Figure 2.

Egr-1 suppressed the phagocytosis of P. aeruginosa by macrophages. RAW264.7 macrophages were pretreated with 200 nM rapamycin (RAP) or 20 µM chloroquine (CQ) for 1 h or left untreated (NT). These cells were infected with P. aeruginosa PAO1 at an MOI of 20 for 1 h and lysed for phagocytosis assay (A). The CFU data represented the number of internalized bacteria within 1 h (n = 6 ± SEM; n.s., not significant, *p < 0.05, **p < 0.01). The RAW264.7 macrophage cell lines with stable Egr-1 overexpression (OE) or knockdown (KD) were constructed via lentiviral transduction. The transduction efficiency was assessed by real-time quantitative PCR and Western blot analysis.
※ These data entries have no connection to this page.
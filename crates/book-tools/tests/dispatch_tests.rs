//! End-to-end dispatch tests for the book tools.

use std::sync::{Arc, Mutex};

use book_tools::{book_registry, LocalCatalog, ToolDispatcher, ToolPolicy};
use chat_core::{
    async_trait, BookRecommender, FunctionDispatcher, ProgressEvent, ProgressSink,
    RecommendedBook, ServiceError, ToolCall,
};
use serde_json::json;

const CATALOG: &str = r#"{"book_id": "14082-1", "book_title": "The Discovery of America", "book_Description": "Columbus sails west.", "content": "In 1492 Columbus sailed the ocean blue."}
{"book_id": "20001-1", "book_title": "Dinosaur Friends", "book_Description": "Dinosaurs share."}"#;

#[derive(Default)]
struct RecordingSink {
    events: Mutex<Vec<ProgressEvent>>,
}

impl RecordingSink {
    fn statuses(&self) -> Vec<String> {
        self.events
            .lock()
            .unwrap()
            .iter()
            .map(|event| match event {
                ProgressEvent::Status(text) => text.clone(),
                ProgressEvent::Progress { status, .. } => format!("progress:{}", status),
            })
            .collect()
    }
}

#[async_trait]
impl ProgressSink for RecordingSink {
    async fn emit(&self, event: ProgressEvent) {
        self.events.lock().unwrap().push(event);
    }
}

struct FixedRecommender;

#[async_trait]
impl BookRecommender for FixedRecommender {
    async fn recommend(&self, _interests: &str) -> Result<Vec<RecommendedBook>, ServiceError> {
        Ok(vec![RecommendedBook {
            book_id: "20001-1".to_string(),
            book_title: "Dinosaur Friends".to_string(),
            reason: "You like dinosaurs".to_string(),
        }])
    }
}

fn dispatcher(with_recommender: bool) -> ToolDispatcher {
    let catalog = Arc::new(LocalCatalog::from_jsonl(CATALOG).unwrap());
    let recommender: Option<Arc<dyn BookRecommender>> = if with_recommender {
        Some(Arc::new(FixedRecommender))
    } else {
        None
    };
    let registry = book_registry(recommender, Some(catalog.clone()), Some(catalog));
    ToolDispatcher::validated(registry, ToolPolicy::default()).unwrap()
}

mod search {
    use super::*;

    #[tokio::test]
    async fn test_search_emits_statuses_and_matches() {
        let sink = RecordingSink::default();
        let record = dispatcher(true)
            .dispatch(
                &ToolCall::new("c1", "search_book_by_title", r#"{"title":"discovery"}"#),
                &sink,
            )
            .await;

        assert_eq!(record.status(), Some("success"));
        assert_eq!(record.result["matched_books"][0]["book_id"], "14082-1");
        assert_eq!(
            sink.statuses(),
            vec![
                "progress:Processing book_search...".to_string(),
                "Searching for books matching title: discovery".to_string(),
                "Found 1 matching books".to_string(),
            ]
        );
    }
}

mod content {
    use super::*;

    #[tokio::test]
    async fn test_found_book() {
        let sink = RecordingSink::default();
        let record = dispatcher(true)
            .dispatch(
                &ToolCall::new("c1", "get_book_content", r#"{"book_id":"14082-1"}"#),
                &sink,
            )
            .await;

        assert_eq!(record.status(), Some("success"));
        assert_eq!(record.result["book"]["book_title"], "The Discovery of America");
        assert_eq!(
            record.result["book"]["book_content"],
            "In 1492 Columbus sailed the ocean blue."
        );
        assert!(sink
            .statuses()
            .contains(&"Successfully retrieved content for 'The Discovery of America'".to_string()));
    }

    #[tokio::test]
    async fn test_missing_book_is_not_found() {
        let sink = RecordingSink::default();
        let record = dispatcher(true)
            .dispatch(
                &ToolCall::new("c1", "get_book_content", r#"{"book_id":"nope"}"#),
                &sink,
            )
            .await;

        assert_eq!(record.result, json!({"status": "not_found", "book": null}));
        assert!(sink
            .statuses()
            .contains(&"Book with ID nope not found".to_string()));
    }
}

mod recommend {
    use super::*;

    #[tokio::test]
    async fn test_unconfigured_recommender() {
        let sink = RecordingSink::default();
        let record = dispatcher(false)
            .dispatch(
                &ToolCall::new("c1", "recommend_books", r#"{"user_interests":"space"}"#),
                &sink,
            )
            .await;

        assert_eq!(
            record.result,
            json!({"status": "error", "recommended_books": []})
        );
        assert_eq!(
            sink.statuses(),
            vec![
                "progress:Processing book_recommendation...".to_string(),
                "Analyzing reading interests and recommending books...".to_string(),
                "Book recommendation assistant ID not configured".to_string(),
            ]
        );
    }

    #[tokio::test]
    async fn test_configured_recommender() {
        let sink = RecordingSink::default();
        let record = dispatcher(true)
            .dispatch(
                &ToolCall::new("c1", "recommend_books", r#"{"user_interests":"dinosaurs"}"#),
                &sink,
            )
            .await;

        assert_eq!(record.status(), Some("success"));
        assert_eq!(record.arguments, json!({"user_interests": "dinosaurs"}));
        assert_eq!(record.result["recommended_books"][0]["reason"], "You like dinosaurs");
        assert!(sink
            .statuses()
            .contains(&"Found 1 matching book recommendations".to_string()));
    }
}
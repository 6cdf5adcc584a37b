//! Route handlers for the HTTP server.

pub mod assistant;
pub mod audio;
pub mod health;
pub mod speech;

use axum::http::{HeaderValue, Method};
use axum::routing::{get, post};
use axum::Router;
use tower_http::cors::{AllowOrigin, Any, CorsLayer};
use tracing::warn;

use crate::state::AppState;

/// Build the router with all routes.
pub fn router() -> Router<AppState> {
    Router::new()
        // Chat
        .route("/api/assistant-chat", post(assistant::chat))
        .route("/api/assistant-chat-stream", get(assistant::chat_stream))
        // Speech
        .route("/api/speech-to-text", post(speech::speech_to_text))
        .route("/api/text-to-speech", post(speech::text_to_speech))
        .route("/api/audio/:filename", get(audio::get_audio))
        // Health check
        .route("/api/health", get(health::health))
}

/// CORS layer for the configured origins. `None` allows any origin.
pub fn cors(origins: Option<&[String]>) -> CorsLayer {
    let layer = CorsLayer::new()
        .allow_methods([Method::GET, Method::POST, Method::OPTIONS])
        .allow_headers([
            axum::http::header::CONTENT_TYPE,
            axum::http::header::AUTHORIZATION,
        ]);

    match origins {
        None => layer.allow_origin(Any),
        Some(origins) => {
            let values: Vec<HeaderValue> = origins
                .iter()
                .filter_map(|origin| match origin.parse() {
                    Ok(value) => Some(value),
                    Err(_) => {
                        warn!("Ignoring invalid CORS origin {}", origin);
                        None
                    }
                })
                .collect();
            layer
                .allow_origin(AllowOrigin::list(values))
                .allow_credentials(true)
        }
    }
}

#[cfg(test)]
mod tests {
    use super::*;
    use std::sync::Arc;
    use std::time::Duration;

    use axum::body::{to_bytes, Body};
    use axum::http::{header, Request, StatusCode};
    use axum::response::Response;
    use mock_services::{
        CannedGenerator, FakeSynthesizer, FakeTranscriber, KeywordModeration, RunStatus, RunStep,
        ScriptedConversation,
    };
    use orchestrator::{Orchestrator, OrchestratorConfig, Services, ToolPolicy};
    use serde_json::{json, Value};
    use tower::ServiceExt;

    struct TestApp {
        conversation: Arc<ScriptedConversation>,
        router: Router,
    }

    fn test_app() -> TestApp {
        let conversation = Arc::new(ScriptedConversation::new().with_default_reply("Try *Moon Cat*!"));
        let services = Services {
            conversation: conversation.clone(),
            moderation: Arc::new(KeywordModeration::new().flag("fight", "violence")),
            generator: Arc::new(CannedGenerator::failing()),
            synthesizer: Arc::new(FakeSynthesizer::new()),
        };
        let config = OrchestratorConfig::builder()
            .assistant_id("asst_main")
            .poll_interval(Duration::from_millis(5))
            .max_wait(Duration::from_secs(5))
            .build();
        let orchestrator =
            Orchestrator::with_book_tools(config, services, None, None, ToolPolicy::default())
                .unwrap();

        let state = AppState::new(
            Arc::new(orchestrator),
            Arc::new(FakeTranscriber::new("I like dragons")),
        );
        TestApp {
            conversation,
            router: router().with_state(state).layer(cors(None)),
        }
    }

    async fn body_json(response: Response) -> Value {
        let bytes = to_bytes(response.into_body(), usize::MAX).await.unwrap();
        serde_json::from_slice(&bytes).unwrap()
    }

    async fn body_text(response: Response) -> String {
        let bytes = to_bytes(response.into_body(), usize::MAX).await.unwrap();
        String::from_utf8(bytes.to_vec()).unwrap()
    }

    fn post_json(uri: &str, body: Value) -> Request<Body> {
        Request::builder()
            .method("POST")
            .uri(uri)
            .header(header::CONTENT_TYPE, "application/json")
            .body(Body::from(body.to_string()))
            .unwrap()
    }

    fn multipart_upload(filename: &str) -> Request<Body> {
        let boundary = "XBOUNDARYX";
        let body = format!(
            "--{b}\r\nContent-Disposition: form-data; name=\"audio\"; filename=\"{f}\"\r\nContent-Type: application/octet-stream\r\n\r\nRIFFDATA\r\n--{b}--\r\n",
            b = boundary,
            f = filename
        );
        Request::builder()
            .method("POST")
            .uri("/api/speech-to-text")
            .header(
                header::CONTENT_TYPE,
                format!("multipart/form-data; boundary={}", boundary),
            )
            .body(Body::from(body))
            .unwrap()
    }

    #[tokio::test]
    async fn test_health() {
        let app = test_app();
        let response = app
            .router
            .oneshot(Request::get("/api/health").body(Body::empty()).unwrap())
            .await
            .unwrap();
        assert_eq!(response.status(), StatusCode::OK);
        assert_eq!(body_json(response).await["status"], "ok");
    }

    #[tokio::test]
    async fn test_chat_reply_and_audio() {
        let app = test_app();
        let response = app
            .router
            .clone()
            .oneshot(post_json(
                "/api/assistant-chat",
                json!({"message": "What should I read?", "language": "en"}),
            ))
            .await
            .unwrap();
        assert_eq!(response.status(), StatusCode::OK);

        let reply = body_json(response).await;
        assert_eq!(reply["text"], "Try *Moon Cat*!");
        assert_eq!(reply["html"], "<p>Try <em>Moon Cat</em>!</p>");
        assert_eq!(reply["is_warning"], false);
        assert_eq!(reply["function_results"], json!([]));

        let audio_url = reply["audio_url"].as_str().unwrap().to_string();
        let response = app
            .router
            .oneshot(Request::get(audio_url).body(Body::empty()).unwrap())
            .await
            .unwrap();
        assert_eq!(response.status(), StatusCode::OK);
        assert_eq!(response.headers()[header::CONTENT_TYPE], "audio/mpeg");
        assert_eq!(response.headers()[header::ACCEPT_RANGES], "bytes");
        assert_eq!(response.headers()[header::CACHE_CONTROL], "no-cache");
        assert_eq!(response.headers()[header::X_CONTENT_TYPE_OPTIONS], "nosniff");
        let bytes = to_bytes(response.into_body(), usize::MAX).await.unwrap();
        assert_eq!(bytes.to_vec(), FakeSynthesizer::audio_for("Try *Moon Cat*!"));
    }

    #[tokio::test]
    async fn test_chat_uses_session_cookie() {
        let app = test_app();
        for _ in 0..2 {
            let request = Request::builder()
                .method("POST")
                .uri("/api/assistant-chat")
                .header(header::CONTENT_TYPE, "application/json")
                .header(header::COOKIE, "session_id=reader-7")
                .body(Body::from(json!({"message": "hi"}).to_string()))
                .unwrap();
            let response = app.router.clone().oneshot(request).await.unwrap();
            assert_eq!(response.status(), StatusCode::OK);
        }
        assert_eq!(app.conversation.thread_count().await, 1);
    }

    #[tokio::test]
    async fn test_chat_missing_message() {
        let app = test_app();
        let response = app
            .router
            .oneshot(post_json("/api/assistant-chat", json!({"language": "zh"})))
            .await
            .unwrap();
        assert_eq!(response.status(), StatusCode::BAD_REQUEST);
        assert_eq!(
            body_json(response).await,
            json!({"error": "Missing message content"})
        );
    }

    #[tokio::test]
    async fn test_chat_run_failure_is_error_body() {
        let app = test_app();
        app.conversation
            .push_script(vec![RunStep::Fail(RunStatus::Expired)])
            .await;
        let response = app
            .router
            .oneshot(post_json("/api/assistant-chat", json!({"message": "hello"})))
            .await
            .unwrap();
        assert_eq!(response.status(), StatusCode::INTERNAL_SERVER_ERROR);
        assert_eq!(
            body_json(response).await,
            json!({"error": "Assistant run failed: expired"})
        );
    }

    #[tokio::test]
    async fn test_stream_emits_sse_frames() {
        let app = test_app();
        let response = app
            .router
            .oneshot(
                Request::get("/api/assistant-chat-stream?message=Hello&language=en")
                    .body(Body::empty())
                    .unwrap(),
            )
            .await
            .unwrap();
        assert_eq!(response.status(), StatusCode::OK);
        assert_eq!(response.headers()[header::CONTENT_TYPE], "text/event-stream");

        let body = body_text(response).await;
        assert!(body.starts_with("event: status\ndata: {\"status\":\"Analyzing your request...\"}\n\n"));
        assert!(body.contains("event: status\ndata: {\"status\":\"Thinking...\"}\n\n"));
        assert_eq!(body.matches("event: complete\n").count(), 1);
        assert!(!body.contains("event: error"));
    }

    #[tokio::test]
    async fn test_stream_flagged_warning() {
        let app = test_app();
        let response = app
            .router
            .oneshot(
                Request::get("/api/assistant-chat-stream?message=fight%20now&language=zh")
                    .body(Body::empty())
                    .unwrap(),
            )
            .await
            .unwrap();
        let body = body_text(response).await;
        assert!(body.contains("Content moderation check..."));
        assert!(body.contains("\"is_warning\":true"));
        assert_eq!(app.conversation.run_count().await, 0);
    }

    #[tokio::test]
    async fn test_stream_requires_message() {
        let app = test_app();
        let response = app
            .router
            .oneshot(
                Request::get("/api/assistant-chat-stream")
                    .body(Body::empty())
                    .unwrap(),
            )
            .await
            .unwrap();
        assert_eq!(response.status(), StatusCode::BAD_REQUEST);
    }

    #[tokio::test]
    async fn test_speech_to_text() {
        let app = test_app();
        let response = app
            .router
            .oneshot(multipart_upload("voice.WAV"))
            .await
            .unwrap();
        assert_eq!(response.status(), StatusCode::OK);
        assert_eq!(body_json(response).await, json!({"text": "I like dragons"}));
    }

    #[tokio::test]
    async fn test_speech_to_text_rejects_format() {
        let app = test_app();
        let response = app
            .router
            .oneshot(multipart_upload("voice.flac"))
            .await
            .unwrap();
        assert_eq!(response.status(), StatusCode::BAD_REQUEST);
        let error = body_json(response).await["error"].as_str().unwrap().to_string();
        assert!(error.contains("mp3, wav, ogg, webm"));
    }

    #[tokio::test]
    async fn test_text_to_speech_and_unknown_audio() {
        let app = test_app();
        let response = app
            .router
            .clone()
            .oneshot(post_json(
                "/api/text-to-speech",
                json!({"text": "Once upon a time", "voice": "nova"}),
            ))
            .await
            .unwrap();
        assert_eq!(response.status(), StatusCode::OK);
        let url = body_json(response).await["audio_url"]
            .as_str()
            .unwrap()
            .to_string();
        assert!(url.starts_with("/api/audio/") && url.ends_with(".mp3"));

        let response = app
            .router
            .clone()
            .oneshot(post_json("/api/text-to-speech", json!({"voice": "nova"})))
            .await
            .unwrap();
        assert_eq!(response.status(), StatusCode::BAD_REQUEST);

        let response = app
            .router
            .oneshot(
                Request::get("/api/audio/missing.mp3")
                    .body(Body::empty())
                    .unwrap(),
            )
            .await
            .unwrap();
        assert_eq!(response.status(), StatusCode::NOT_FOUND);
        assert_eq!(
            body_json(response).await,
            json!({"error": "Audio file not found"})
        );
    }
}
The Egr-1 mRNA levels in Egr-1 OE and KD cells as well as their negative controls NC1 and NC2 were normalized to endogenous control β-actin (B) (n = 3 ± SEM; *p < 0.05, **p < 0.01, ***p < 0.001, ****p < 0.0001). The blots for Egr-1 protein expression are representative of three independent experiments (C). Densitometry analysis of Egr-1 protein levels was normalized to actin, and data are presented as fold change (D) (n=3 ± SEM; *p < 0.05, **p < 0.01). The Egr-1 NC, OE and KD RAW264.7 cells were infected with P. aeruginosa PAO1 at an MOI of 20 for 1 h and lysed for phagocytosis assay (E) (n = 6 ± SEM; n.s., not significant, *p < 0.05, **p < 0.01). The Egr-1 OE and KD cells were pretreated with 20 μM CQ and 200 nM RAP, respectively, for 1 h or leafed NT. Subsequently, these cells were infected with P. aeruginosa PAO1 at an MOI of 20 for 1 h and lysed for phagocytosis assay (F, G). The P. aeruginosa-infected Egr-1 NC, OE and KD cells were infected for 3 h and lysed for bacterial killing assay (H). The CFU data represented the number of internalized bacteria survived within the cells after 3 h (n = 6 ± SEM; n.s., not significant, *p < 0.05, **p < 0.01).